■ About this task: Select the lines below containing the word "usize".

■ Material for the task:

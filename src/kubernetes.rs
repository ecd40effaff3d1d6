use crate::types::RawLogLine;
use crate::utils::{decode_line, split_kubelet_timestamp};
use chrono::{DateTime, FixedOffset, Utc};
use futures::io::{AsyncBufRead, AsyncBufReadExt};
use futures::{TryStreamExt, stream::StreamExt};
use k8s_openapi::api::core::v1::Pod;
use kube::runtime::watcher::{Config as WatcherConfig, Event, watcher};
use kube::{Api, Client, ResourceExt, api::LogParams, config};
use std::collections::HashMap;
use std::sync::Arc;
use std::time::Duration;
use tokio::sync::{Mutex, mpsc};
use tokio::task::JoinHandle;
use tracing::{debug, info, warn};

const RETRY_DELAY: Duration = Duration::from_secs(5);

#[derive(Debug, Clone, PartialEq, Eq, Hash)]
pub struct ContainerKey {
    pub pod_name: String,
    pub container_name: String,
}

/// What every follow task needs to reach the API and hand lines on.
#[derive(Clone)]
pub struct TailContext {
    pub client: Client,
    pub namespace: String,
    pub container: Option<String>,
    pub tx: mpsc::Sender<RawLogLine>,
    pub tail: Option<i64>,
}

pub async fn initialize_client(context: Option<&str>) -> anyhow::Result<Client> {
    let config = match context {
        Some(ctx) => config::Config::from_kubeconfig(&config::KubeConfigOptions {
            context: Some(ctx.to_string()),
            ..Default::default()
        })
        .await
        .map_err(|e| anyhow::anyhow!("Context '{}' not found in kubeconfig: {}", ctx, e))?,
        None => config::Config::infer().await?,
    };
    let client = Client::try_from(config)?;
    info!("Using context: {}", context.unwrap_or("current"));
    Ok(client)
}

/// Whether a pod in `phase` gets its containers followed. Pods already
/// finished when the watcher starts are history and are skipped; pods seen
/// finishing later are still read so a short task isn't missed.
pub fn should_follow(phase: &str, initial_listing: bool) -> bool {
    match phase {
        "Pending" | "Running" => true,
        "Succeeded" | "Failed" => !initial_listing,
        _ => false,
    }
}

/// Where a container's log has been read up to, so a reconnect can skip the
/// lines it already delivered.
///
/// Kubelet timestamps have nanosecond resolution but may still repeat, so the
/// cursor counts how many lines it has emitted at the latest timestamp and
/// skips that many again when the same instant is replayed.
#[derive(Debug, Clone, Default, PartialEq, Eq)]
pub struct ResumeCursor {
    last: Option<DateTime<FixedOffset>>,
    emitted_at_last: usize,
    seen_at_last: usize,
}

impl ResumeCursor {
    pub fn is_fresh(&self) -> bool {
        self.last.is_none()
    }

    /// `sinceSeconds` for the next request: enough to cover the last line
    /// delivered, rounded up.
    pub fn since_seconds(&self, now: DateTime<Utc>) -> Option<i64> {
        let last = self.last?;
        let elapsed = now.signed_duration_since(last.with_timezone(&Utc));
        Some(elapsed.num_seconds().max(0) + 1)
    }

    /// Call before reading a new stream.
    pub fn begin_replay(&mut self) {
        self.seen_at_last = 0;
    }

    /// Decide whether a line stamped `at` is new. Lines without a timestamp
    /// can't be placed and are always let through.
    pub fn admit(&mut self, at: Option<DateTime<FixedOffset>>) -> bool {
        let Some(at) = at else {
            return true;
        };
        match self.last {
            Some(last) if at < last => false,
            Some(last) if at == last => {
                self.seen_at_last += 1;
                if self.seen_at_last <= self.emitted_at_last {
                    false
                } else {
                    self.emitted_at_last += 1;
                    true
                }
            }
            _ => {
                self.last = Some(at);
                self.emitted_at_last = 1;
                self.seen_at_last = 1;
                true
            }
        }
    }
}

pub fn to_raw_line(
    line: &str,
    pod_name: &str,
    namespace: &str,
    container_name: &str,
) -> (RawLogLine, Option<DateTime<FixedOffset>>) {
    let (mut raw, at) = match split_kubelet_timestamp(line) {
        Some((at, timestamp, message)) => (
            RawLogLine {
                message: message.to_string(),
                pod_name: pod_name.to_string(),
                timestamp: timestamp.to_string(),
                namespace: None,
                container: None,
            },
            Some(at),
        ),
        None => (RawLogLine::now(pod_name, line), None),
    };
    raw.namespace = Some(namespace.to_string());
    raw.container = Some(container_name.to_string());
    (raw, at)
}

enum StreamEnd {
    Eof,
    Failed,
    ReceiverGone,
}

/// Owns the follow tasks for every workflow pod container in one namespace.
pub struct PodFollower {
    ctx: TailContext,
    tasks: Arc<Mutex<HashMap<ContainerKey, JoinHandle<()>>>>,
}

impl PodFollower {
    pub fn new(ctx: TailContext) -> Self {
        Self {
            ctx,
            tasks: Arc::new(Mutex::new(HashMap::new())),
        }
    }

    /// Watch pods matching `selector` until the watch fails.
    pub async fn watch(&self, selector: &str) -> anyhow::Result<()> {
        let pods_api: Api<Pod> = Api::namespaced(self.ctx.client.clone(), &self.ctx.namespace);
        let cfg = WatcherConfig::default().labels(selector);
        debug!(
            "Watching pods matching {} in namespace {}",
            selector, self.ctx.namespace
        );

        let mut stream = watcher(pods_api, cfg).boxed();
        while let Some(event) = stream.try_next().await? {
            match event {
                Event::InitApply(pod) => self.on_pod(pod, true).await,
                Event::Apply(pod) => self.on_pod(pod, false).await,
                Event::Delete(pod) => self.forget_pod(&pod.name_any()).await,
                Event::Init => debug!("Listing workflow pods in {}", self.ctx.namespace),
                Event::InitDone => info!("Workflow pod listing complete in {}", self.ctx.namespace),
            }
        }
        Ok(())
    }

    async fn on_pod(&self, pod: Pod, initial_listing: bool) {
        let name = pod.name_any();
        let phase = pod
            .status
            .as_ref()
            .and_then(|s| s.phase.as_deref())
            .unwrap_or("Unknown");
        if !should_follow(phase, initial_listing) {
            return;
        }

        let containers: Vec<String> = match &self.ctx.container {
            Some(c) => vec![c.clone()],
            None => pod
                .spec
                .as_ref()
                .map(|spec| spec.containers.iter().map(|c| c.name.clone()).collect())
                .unwrap_or_default(),
        };

        // A finished follow task stays in the map so the container isn't read twice.
        let mut tasks = self.tasks.lock().await;
        for container_name in containers {
            let key = ContainerKey {
                pod_name: name.clone(),
                container_name,
            };
            if tasks.contains_key(&key) {
                continue;
            }
            info!("Following {}/{} ({})", key.pod_name, key.container_name, phase);
            let handle = tokio::spawn(follow_container(
                self.ctx.clone(),
                key.pod_name.clone(),
                key.container_name.clone(),
            ));
            tasks.insert(key, handle);
        }
    }

    /// The pod object is gone, and its logs with it.
    async fn forget_pod(&self, pod_name: &str) {
        info!("Pod deleted: {}", pod_name);
        self.tasks.lock().await.retain(|key, handle| {
            let gone = key.pod_name == pod_name;
            if gone {
                handle.abort();
            }
            !gone
        });
    }

    /// Stop every follow task and wait for them, so that all senders are
    /// dropped once this returns.
    pub async fn shutdown(self) {
        let tasks: Vec<JoinHandle<()>> = self.tasks.lock().await.drain().map(|(_, h)| h).collect();
        for handle in &tasks {
            handle.abort();
        }
        for handle in tasks {
            let _ = handle.await;
        }
    }
}

/// Follow one container's log until it has terminated and been read to EOF.
async fn follow_container(ctx: TailContext, pod_name: String, container_name: String) {
    let api: Api<Pod> = Api::namespaced(ctx.client.clone(), &ctx.namespace);
    let mut cursor = ResumeCursor::default();

    loop {
        let params = LogParams {
            follow: true,
            container: Some(container_name.clone()),
            timestamps: true,
            tail_lines: if cursor.is_fresh() { ctx.tail } else { None },
            since_seconds: cursor.since_seconds(Utc::now()),
            ..Default::default()
        };
        cursor.begin_replay();

        let end = match api.log_stream(&pod_name, &params).await {
            Ok(stream) => {
                forward_lines(stream, &mut cursor, &ctx, &pod_name, &container_name).await
            }
            Err(e) => {
                if let kube::Error::Api(err) = &e
                    && err.code == 404
                {
                    info!("Pod {} not found, stopping {}", pod_name, container_name);
                    return;
                }
                // Also the normal answer while the container is still being created.
                debug!(
                    "No log stream for {}/{} yet: {}",
                    pod_name, container_name, e
                );
                StreamEnd::Failed
            }
        };

        match end {
            StreamEnd::ReceiverGone => return,
            StreamEnd::Eof if container_terminated(&api, &pod_name, &container_name).await => {
                debug!("{}/{} terminated and fully read", pod_name, container_name);
                return;
            }
            StreamEnd::Eof | StreamEnd::Failed => {}
        }
        tokio::time::sleep(RETRY_DELAY).await;
    }
}

async fn forward_lines<R>(
    stream: R,
    cursor: &mut ResumeCursor,
    ctx: &TailContext,
    pod_name: &str,
    container_name: &str,
) -> StreamEnd
where
    R: AsyncBufRead,
{
    let mut reader = Box::pin(stream);
    let mut buf = Vec::new();
    loop {
        buf.clear();
        match reader.read_until(b'\n', &mut buf).await {
            Ok(0) => return StreamEnd::Eof,
            Ok(_) => {
                let line = decode_line(&buf);
                let (raw, at) = to_raw_line(&line, pod_name, &ctx.namespace, container_name);
                if !cursor.admit(at) {
                    continue;
                }
                if ctx.tx.send(raw).await.is_err() {
                    return StreamEnd::ReceiverGone;
                }
            }
            Err(e) => {
                warn!(
                    "Log stream for {}/{} broke: {}, resuming",
                    pod_name, container_name, e
                );
                return StreamEnd::Failed;
            }
        }
    }
}

async fn container_terminated(api: &Api<Pod>, pod_name: &str, container_name: &str) -> bool {
    match api.get(pod_name).await {
        Ok(pod) => pod
            .status
            .and_then(|s| s.container_statuses)
            .unwrap_or_default()
            .iter()
            .any(|cs| {
                cs.name == container_name
                    && cs.state.as_ref().is_some_and(|st| st.terminated.is_some())
            }),
        Err(kube::Error::Api(err)) if err.code == 404 => true,
        Err(e) => {
            debug!("Could not check {} status: {}", pod_name, e);
            false
        }
    }
}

■ Exercise solution:
    emitted_at_last: usize,
    seen_at_last: usize,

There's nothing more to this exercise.